While many local parents are eager to see a high school created in Lower Manhattan, according to the district’s plans the school will be open to students from throughout the district, which extends up to West 59th Street and East 96th Street—and therefore may accommodate only a relatively small number of Downtown students. The district opposes zoning middle schools or high schools for a particular neighborhood.

The parents who spearheaded an effort to create a high school on the Upper East Side are upset that a new high school that will open in September won’t give priority to local children.

But according to Moskowitz, "Once a school gets established, and especially as we build a greater network of high schools under the jurisdiction of District 2, it’s likely that a majority of students will come from surrounding neighborhoods and we think that will happen naturally."

CB1 may lobby the district to modify its policies, especially if the community raises a substantial amount of the money needed to create the school.

"We still hope to push for prioritization of Downtown kids," Wils said "It’s a conversation in progress."
Board member Paul Hovitz said the community would support a school that met the needs of Downtown families.

District 2’s plans for the new school are laid out in its grant proposal to New Visions, a copy of which the district provided to the Trib. The school is intended to accommodate students who attend elementary and middle school in the district but "who are excluded from places in schools of choice and have few options" when they reach high school, the proposal states.

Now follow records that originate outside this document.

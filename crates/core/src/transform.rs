// crates/core/src/transform.rs
//! Pure helpers that reshape raw rows into display records and format
//! values for tables, feeds and exports.

use std::collections::BTreeMap;

use chrono::{DateTime, Duration, NaiveDate, NaiveDateTime, Timelike, Utc};
use serde::{Deserialize, Serialize};
use serde_json::Value;
use ts_rs::TS;

use crate::distribution::Distribution;
use crate::stats::{rate, round2, LeadMetrics, UserEngagement};
use crate::types::{
    ChatHistory, ChatRole, DisplayChat, DisplayLead, Lead, LeadStatus, MessageBody,
    TranscriptMessage,
};

/// Longest preview shown in conversation lists.
pub const PREVIEW_MAX_CHARS: usize = 200;

const NEUTRAL_STATUS_COLOR: &str = "bg-gray-100 text-gray-800";


// ============================================================================
// Row transforms
// ============================================================================

pub fn transform_lead(lead: &Lead) -> DisplayLead {
    let spouse_info = match (non_blank(&lead.spouse_name), lead.spouse_age) {
        (Some(name), Some(age)) => format!("{name} ({age} years)"),
        (Some(name), None) => name.to_string(),
        _ => String::new(),
    };

    DisplayLead {
        id: lead.id.to_string(),
        name: non_blank(&lead.full_name).unwrap_or("Unknown").to_string(),
        phone: lead.phone_number.clone(),
        location: non_blank(&lead.user_city)
            .unwrap_or("Not specified")
            .to_string(),
        age: lead.age,
        lead_status: format_lead_status(lead.lead_status.as_deref().unwrap_or_default()),
        appointment_date: lead.appointment_date.clone(),
        appointment_time: lead.appointment_time.clone(),
        source: non_blank(&lead.source).unwrap_or("Unknown").to_string(),
        spouse_info,
        trying_duration: lead.trying_duration.clone(),
        previous_treatments: lead.previous_treatments.clone(),
        preferred_center: lead.preferred_center.clone(),
        created_at: lead.created_at.clone(),
        updated_at: lead.updated_at.clone(),
    }
}

pub fn transform_chat(chat: &ChatHistory) -> DisplayChat {
    DisplayChat {
        id: chat.id.to_string(),
        session_id: chat.session_id.clone(),
        user_phone: chat.session_id.clone(),
        message_content: extract_message_content(&chat.message),
        message_type: chat.message.role(),
        timestamp: chat.timestamp.clone(),
    }
}

/// One transcript line: readable content, a display time, and for AI
/// replies the lead fields the bot captured.
pub fn transcript_message(chat: &ChatHistory, now: DateTime<Utc>) -> TranscriptMessage {
    let extracted_data = match chat.message.role() {
        ChatRole::Ai => extract_lead_data_from_ai(chat.message.content()),
        _ => None,
    };
    TranscriptMessage {
        display_time: format_chat_timestamp(&chat.timestamp, now),
        chat: transform_chat(chat),
        extracted_data,
    }
}

fn non_blank(value: &Option<String>) -> Option<&str> {
    value.as_deref().filter(|v| !v.is_empty())
}

// ============================================================================
// Message content
// ============================================================================

/// Readable text of a message. AI replies that wrap their text in
/// `{"output": ...}` are unwrapped.
pub fn extract_message_content(message: &MessageBody) -> String {
    match message {
        MessageBody::Text(text) => text.clone(),
        MessageBody::Structured(msg) if msg.content.is_empty() => "No content available".to_string(),
        MessageBody::Structured(msg) => {
            if msg.role == ChatRole::Ai {
                if let Some(output) = json_string_field(&msg.content, "output") {
                    return output;
                }
            }
            msg.content.clone()
        }
    }
}

/// `{"output":"hello"}` yields `hello`; anything else is returned as is.
pub fn extract_ai_output(content: &str) -> String {
    json_string_field(content, "output").unwrap_or_else(|| content.to_string())
}

/// Short preview of a message for conversation lists: the JSON `output`,
/// else `response`, else the raw text, cut to 200 characters.
pub fn extract_readable_content(message: &MessageBody) -> String {
    let content = message.content();
    if content.is_empty() {
        return String::new();
    }
    let text = json_string_field(content, "output")
        .or_else(|| json_string_field(content, "response"))
        .unwrap_or_else(|| content.to_string());
    text.chars().take(PREVIEW_MAX_CHARS).collect()
}

fn json_string_field(content: &str, field: &str) -> Option<String> {
    let parsed: Value = serde_json::from_str(content).ok()?;
    parsed
        .get(field)
        .and_then(Value::as_str)
        .filter(|s| !s.is_empty())
        .map(str::to_string)
}

/// Lead fields the bot embeds in its replies under a `DATA` object.
#[derive(Debug, Clone, Default, PartialEq, Serialize, Deserialize, TS)]
#[cfg_attr(feature = "codegen", ts(export, export_to = "../../../web/src/types/generated/"))]
#[serde(rename_all = "camelCase")]
pub struct ExtractedLeadData {
    pub name: Option<String>,
    pub age: Option<String>,
    pub city: Option<String>,
    pub spouse_name: Option<String>,
    pub spouse_age: Option<String>,
    pub trying_duration: Option<String>,
    pub previous_treatments: Option<String>,
    pub preferred_center: Option<String>,
    pub lead_status: Option<String>,
}

pub fn extract_lead_data_from_ai(content: &str) -> Option<ExtractedLeadData> {
    let parsed: Value = serde_json::from_str(content).ok()?;
    let data = parsed.get("DATA").filter(|d| d.is_object())?;
    let field = |name: &str| match data.get(name) {
        Some(Value::String(s)) => Some(s.clone()),
        Some(Value::Number(n)) => Some(n.to_string()),
        _ => None,
    };
    Some(ExtractedLeadData {
        name: field("full_name"),
        age: field("age"),
        city: field("user_city"),
        spouse_name: field("spouse_name"),
        spouse_age: field("spouse_age"),
        trying_duration: field("trying_duration"),
        previous_treatments: field("previous_treatments"),
        preferred_center: field("preferred_center"),
        lead_status: field("lead_status"),
    })
}

/// Cut to `max` characters, trim, and append `...`. Short text is returned
/// untouched.
pub fn truncate_text(text: &str, max: usize) -> String {
    if text.chars().count() <= max {
        return text.to_string();
    }
    let cut: String = text.chars().take(max).collect();
    format!("{}...", cut.trim())
}

// ============================================================================
// Display formatting
// ============================================================================

/// `+91 XXXXX XXXXX` for Indian mobile numbers: 10 local digits, or 12
/// digits carrying the `91` country code.
pub fn format_phone_number(phone: &str) -> String {
    if phone.is_empty() {
        return "No phone".to_string();
    }
    let digits: String = phone.chars().filter(char::is_ascii_digit).collect();
    let local = match digits.len() {
        10 => digits.as_str(),
        12 if digits.starts_with("91") => &digits[2..],
        _ => return phone.to_string(),
    };
    format!("+91 {} {}", &local[..5], &local[5..])
}

pub fn format_lead_status(status: &str) -> String {
    LeadStatus::parse(status)
        .map(|s| s.label().to_string())
        .unwrap_or_else(|| status.to_string())
}

pub fn lead_status_color(status: &str) -> &'static str {
    LeadStatus::parse(status)
        .map(LeadStatus::badge_class)
        .unwrap_or(NEUTRAL_STATUS_COLOR)
}

fn plural(n: i64, unit: &str) -> String {
    if n > 1 {
        format!("{n} {unit}s ago")
    } else {
        format!("{n} {unit} ago")
    }
}

pub fn format_relative_time(ts: &str, now: DateTime<Utc>) -> String {
    let Some(at) = parse_timestamp(ts) else {
        return ts.to_string();
    };
    let secs = (now - at).num_seconds();
    if secs < 60 {
        "Just now".to_string()
    } else if secs < 3_600 {
        plural(secs / 60, "minute")
    } else if secs < 86_400 {
        plural(secs / 3_600, "hour")
    } else {
        plural(secs / 86_400, "day")
    }
}

pub fn format_chat_timestamp(ts: &str, now: DateTime<Utc>) -> String {
    let Some(at) = parse_timestamp(ts) else {
        return ts.to_string();
    };
    let time = at.format("%-I:%M %p");
    let day = at.date_naive();
    if day == now.date_naive() {
        format!("Today {time}")
    } else if day == (now - Duration::days(1)).date_naive() {
        format!("Yesterday {time}")
    } else {
        at.format("%b %-d, %-I:%M %p").to_string()
    }
}

/// `Jan 5, 2024, 03:05 PM`.
pub fn format_date(ts: &str) -> String {
    if ts.is_empty() {
        return "Not set".to_string();
    }
    match parse_timestamp(ts) {
        Some(at) => at.format("%b %-d, %Y, %I:%M %p").to_string(),
        None => ts.to_string(),
    }
}

/// Parse the timestamp shapes the backend emits. Values without an offset
/// are taken as UTC.
pub fn parse_timestamp(ts: &str) -> Option<DateTime<Utc>> {
    let ts = ts.trim();
    if ts.is_empty() {
        return None;
    }
    if let Ok(dt) = DateTime::parse_from_rfc3339(ts) {
        return Some(dt.with_timezone(&Utc));
    }
    for fmt in ["%Y-%m-%d %H:%M:%S%.f%#z", "%Y-%m-%dT%H:%M:%S%.f%#z"] {
        if let Ok(dt) = DateTime::parse_from_str(ts, fmt) {
            return Some(dt.with_timezone(&Utc));
        }
    }
    for fmt in ["%Y-%m-%dT%H:%M:%S%.f", "%Y-%m-%d %H:%M:%S%.f"] {
        if let Ok(naive) = NaiveDateTime::parse_from_str(ts, fmt) {
            return Some(naive.and_utc());
        }
    }
    NaiveDate::parse_from_str(ts, "%Y-%m-%d")
        .ok()
        .and_then(|d| d.and_hms_opt(0, 0, 0))
        .map(|naive| naive.and_utc())
}

/// `YYYY-MM` prefix of a timestamp, `Unknown` when missing.
pub fn month_key(ts: &str) -> String {
    if ts.is_empty() {
        return "Unknown".to_string();
    }
    ts.chars().take(7).collect()
}

// ============================================================================
// Metrics
// ============================================================================

pub fn calculate_lead_metrics(leads: &[Lead]) -> LeadMetrics {
    let total = leads.len();
    let converted = leads
        .iter()
        .filter(|l| l.status() == Some(LeadStatus::Converted))
        .count();
    let appointments = leads.iter().filter(|l| l.has_appointment()).count();

    let mut statuses = Distribution::new();
    let mut cities = Distribution::new();
    let mut sources = Distribution::new();
    for lead in leads {
        statuses.add_value(lead.lead_status.as_deref(), "unknown");
        cities.add_value(lead.user_city.as_deref(), "Unknown");
        sources.add_value(lead.source.as_deref(), "Unknown");
    }

    LeadMetrics {
        total_leads: total,
        conversion_rate: rate(converted, total),
        appointment_rate: rate(appointments, total),
        status_distribution: statuses.into_counts(),
        city_distribution: cities.into_counts(),
        source_distribution: sources.into_counts(),
    }
}

/// Engagement over `(session_id, timestamp)` pairs, one per message.
pub fn calculate_user_engagement<'a, I>(messages: I, now: DateTime<Utc>) -> UserEngagement
where
    I: IntoIterator<Item = (&'a str, &'a str)>,
{
    let messages: Vec<(&str, &str)> = messages.into_iter().collect();
    let unique: std::collections::HashSet<&str> = messages.iter().map(|(s, _)| *s).collect();
    let total = messages.len();

    let mut by_hour = vec![0usize; 24];
    let mut by_day: BTreeMap<String, usize> = (0..7)
        .map(|i| {
            let day = (now - Duration::days(i)).date_naive();
            (day.format("%Y-%m-%d").to_string(), 0)
        })
        .collect();

    for (_, timestamp) in &messages {
        let Some(at) = parse_timestamp(timestamp) else {
            continue;
        };
        by_hour[at.hour() as usize] += 1;
        if let Some(count) = by_day.get_mut(&at.format("%Y-%m-%d").to_string()) {
            *count += 1;
        }
    }

    let avg = if unique.is_empty() {
        0.0
    } else {
        round2(total as f64 / unique.len() as f64)
    };

    UserEngagement {
        total_messages: total,
        unique_users: unique.len(),
        avg_messages_per_user: avg,
        messages_by_hour: by_hour,
        messages_by_day: by_day,
    }
}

Many high performing middle schoolers who do not test into Stuyvesant or the other specialized schools often find that they cannot get a seat in one of the few other preferred public high schools in the district. Some parents that can bear the expense—up to 10 percent of the district’s families, according to Moskowitz—move their children into private schools or out of the city.

District 2 hopes to admit students whose standardized test scores mirror the district’s overall performance levels, which are stronger than city-wide levels. And the district office wants the student body to reflect the district’s ethnic and racial mix, and the 21 percent of district students whose first language is not English.

The school was to be discussed further on May 2 at a meeting of CB1’s Youth and Education Committee.


The Curriculum

The new high school’s curriculum is still being determined, but these are some of the components, according to District 2’s proposal:
• Four years of English, social studies, math and science, as well as three years of a foreign language.

• District 2’s ARISE math curriculum, continuing the "new math" programs mandated by the district in primary and middle schools.

• Science includes 9th grade biology, 10th grade earth science, and chemistry and physics in combined 11th and 12th grade classes.

• A "modified" Advanced Placement curriculum in which A.P. content is integrated with English and social studies classes throughout the four grades. Some seniors will take the A.P. tests.

• Ninth and 10th-grade students will take two English classes: writing three times a week and a literature four times a week.

• Eleventh and 12th-grade students will be mixed in some courses. They will choose electives, studying specific themes, such as the history of U.S. immigration, and doing projects tied to the themes.

• Emphasis on writing in all subjects, including science.

• An afterschool program, organized by the Y, that will keep the school open to 6 p.m.



If you want to apply…

District 2 said that it hopes to decide by mid-May whether or not the new high school can open in September.

If a fall 2002 opening is deemed feasible, the district will immediately begin soliciting expressions of interest from parents, through the middle schools, and will schedule an open house and announce the formal application process.